NEWTOWN, Conn. -- In response to a lawsuit filed Tuesday challenging the Environmental Protection Agency's denial of a petition to ban traditional ammunition containing lead core components, the National Shooting Sports Foundation will file a motion to intervene.
This action allows NSSF to protect industry's interests in the case and ensure that the will of Congress is adhered to.
The suit was brought by the Center for Biological Diversity, which earlier this year had petitioned EPA to ban traditional ammunition as well as fishing tackle containing lead.
CBD claims wild birds are being harmed through the ingestion of spent ammunition fragments, though NSSF contends that no scientific evidence shows that wildlife populations are being affected.
In August after considering the CBD's petition, EPA denied the request, saying it did not have the legal authority to regulate the production and distribution of traditional ammunition under the Toxic Substance Control Act of 1976.
Congress expressly exempted ammunition from being regulated by this law. Some weeks after the agency's decision on traditional ammunition, EPA also denied the other half of CBD's request to ban fishing tackle. This 1-2 punch no doubt prompted CBD to file its lawsuit.
"We knew that this fight was far from over even after we gained that early victory," said Lawrence G. Keane, NSSF senior vice president and general counsel. "The CBD petition and now this lawsuit are clearly attacks on the right of hunters to choose the ammunition that best suits their hunting and target shooting needs, and they are attacks on hunting as well."
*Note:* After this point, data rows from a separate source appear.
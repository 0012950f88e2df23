//! Workflow parameter rewriting.
//!
//! Updates are addressed as `"<nodeId>.<fieldName>" -> value` and routed
//! through the same schema registry the analyzer reads. The original
//! document is never mutated; the rewrite happens on a deep copy.

use std::collections::BTreeMap;

use serde_json::Value;
use tracing::{debug, warn};

use crate::document::{WidgetValues, WorkflowDocument};
use crate::schema;

/// A set of parameter writes, keyed by `"<nodeId>.<fieldName>"`.
pub type ParamUpdates = BTreeMap<String, Value>;

/// The result of applying an update map.
///
/// Unmapped fields are dropped rather than raised, but the drop is visible
/// here: `skipped` holds the exact keys that did not land, so callers do not
/// have to scrape logs to distinguish "applied" from "ignored".
#[derive(Clone, Debug)]
pub struct UpdateOutcome {
    pub document: WorkflowDocument,
    pub applied: usize,
    pub skipped: Vec<String>,
}

/// Applies `updates` to a deep copy of `document`.
///
/// Routing per key, in order:
/// 1. the node's schema entry for the field name, writing the mapped widget
///    slot (positional index or object key);
/// 2. the `widget_<N>` escape hatch, writing index `N` directly;
/// 3. otherwise the update is dropped with a warning.
///
/// Values are written as given; declared constraints (min/max/choices) are
/// not enforced here.
pub fn apply_updates(document: &WorkflowDocument, updates: &ParamUpdates) -> UpdateOutcome {
    let mut outcome = UpdateOutcome {
        document: document.clone(),
        applied: 0,
        skipped: Vec::new(),
    };

    for (key, value) in updates {
        let Some((node_id, field_name)) = key.split_once('.') else {
            warn!(key = %key, "malformed update key; expected \"<nodeId>.<fieldName>\"");
            outcome.skipped.push(key.clone());
            continue;
        };
        if apply_one(&mut outcome.document, node_id, field_name, value) {
            outcome.applied += 1;
        } else {
            outcome.skipped.push(key.clone());
        }
    }
    outcome
}

fn apply_one(document: &mut WorkflowDocument, node_id: &str, field_name: &str, value: &Value) -> bool {
    let Some(node) = document.node_mut(node_id) else {
        warn!(node_id, field_name, "update targets a node that does not exist");
        return false;
    };

    if let Some(schema) = schema::schema_for(&node.node_type) {
        if let Some(field) = schema.field(field_name) {
            debug!(node_id, field = field.name, "writing mapped widget slot");
            if schema.keyed {
                let widgets = node
                    .widgets_values
                    .get_or_insert_with(|| WidgetValues::Keyed(Default::default()));
                if widgets.set_key(field.name, value.clone()) {
                    return true;
                }
                warn!(
                    node_id,
                    field = field.name,
                    "widget store shape does not match the schema; update dropped"
                );
                return false;
            }
            let widgets = node
                .widgets_values
                .get_or_insert_with(|| WidgetValues::List(Vec::new()));
            if widgets.set_index(field.index, value.clone()) {
                return true;
            }
            warn!(
                node_id,
                field = field.name,
                "widget store shape does not match the schema; update dropped"
            );
            return false;
        }
    }

    // Generic escape hatch: `widget_<N>` addresses a positional slot directly
    // on any node type.
    if let Some(index) = field_name
        .strip_prefix("widget_")
        .and_then(|n| n.parse::<usize>().ok())
    {
        let widgets = node
            .widgets_values
            .get_or_insert_with(|| WidgetValues::List(Vec::new()));
        if widgets.set_index(index, value.clone()) {
            debug!(node_id, index, "writing generic widget slot");
            return true;
        }
        warn!(node_id, index, "generic index write on an object-keyed store; update dropped");
        return false;
    }

    warn!(
        node_id,
        field_name,
        node_type = %node.node_type,
        "no widget mapping for field on this node type; update dropped"
    );
    false
}
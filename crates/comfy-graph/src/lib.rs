//! Analysis, parameter rewriting, and API-format flattening of ComfyUI
//! workflow graphs.
//!
//! A workflow document is a graph-shaped job description: typed nodes with
//! positionally significant widget values, plus a link table. The positional
//! meaning of a widget slot is determined entirely by the node's type, so
//! this crate keeps that external knowledge in one declarative
//! [schema registry](schema) and offers three interpreters over it:
//!
//! * [`analyze`] — project every configurable widget slot into a named,
//!   typed parameter list, classifying ambiguous prompt slots on the way;
//! * [`apply_updates`] — rewrite widget slots on a deep copy of the
//!   document from a `"<nodeId>.<fieldName>" -> value` map;
//! * [`to_execution_payload`] — flatten the graph into the
//!   `{nodeId: {class_type, inputs}}` format the backend executes.
//!
//! All three are pure, synchronous functions. Malformed-but-parseable input
//! degrades to partial results with advisory warnings; nothing in here
//! performs I/O or raises errors mid-operation.

mod analyze;
mod document;
pub mod heuristics;
mod overrides;
mod payload;
pub mod schema;
mod transform;
mod update;

pub use analyze::{analyze, analyze_with, Analysis, ConfigurableParam, TextNode};
pub use document::{
    DocumentError, GraphNode, InputSlot, Link, NodeId, WidgetValues, WorkflowDocument,
};
pub use heuristics::{Classification, Polarity, PromptClassifier, Signal};
pub use overrides::GenerationOverrides;
pub use payload::{ExecutionPayload, NodeConnection, NodeMeta, PayloadInput, PayloadNode};
pub use schema::{NodeClass, Semantic, ValueKind};
pub use transform::{to_execution_payload, TransformOutcome};
pub use update::{apply_updates, ParamUpdates, UpdateOutcome};

/// Structural validation summary for a document, for callers that want a
/// quick verdict without the full analysis.
#[derive(Clone, Debug)]
pub struct Validation {
    pub valid: bool,
    pub errors: Vec<String>,
    pub warnings: Vec<String>,
}

/// Checks that a document has the structure the other operations expect.
pub fn validate(document: &WorkflowDocument) -> Validation {
    let mut errors = Vec::new();
    let mut warnings = Vec::new();
    match &document.nodes {
        None => errors.push("workflow is missing \"nodes\"".to_string()),
        Some(nodes) => {
            if nodes.is_empty() {
                warnings.push("workflow has an empty \"nodes\" array".to_string());
            }
            for node in nodes {
                if node.node_type.is_empty() {
                    errors.push(format!("node {} has an empty type tag", node.id));
                }
            }
        }
    }
    Validation {
        valid: errors.is_empty(),
        errors,
        warnings,
    }
}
Launching a strong grassroots campaign in response to the CBD petition, NSSF mobilized the sporting and gun-owning community to make its support for traditional ammunition clear to the EPA and its administrator, Lisa P. Jackson, via e-mailed comments and by contacting their lawmakers.
NSSF continues to stress the following in the debate over traditional ammunition:
• There is no scientific evidence that the use of traditional ammunition is having an adverse impact on wildlife populations.
• Wildlife management is the proper jurisdiction of the U.S. Fish and Wildlife Service and the 50 state wildlife agencies.
• A 2008 study by the U.S. Centers for Disease Control and Prevention on blood lead levels of North Dakota hunters confirmed that consuming game harvested with traditional ammunition does not pose a human health risk.
• A ban on traditional ammunition would have a negative impact on wildlife conservation. The federal excise tax that manufacturers pay on the sale of the ammunition (11 percent) is a primary source of wildlife conservation funding. The bald eagle's recovery, considered to be a great conservation success story, was made possible and funded by hunters using traditional ammunition -- the very ammunition organizations like the CBD are now demonizing.
• Recent statistics from the United States Fish and Wildlife Service show that from 1981 to 2006 the number of breeding pairs of bald eagles in the United States increased 724 percent. And much like the bald eagle, raptor populations throughout the United States are soaring.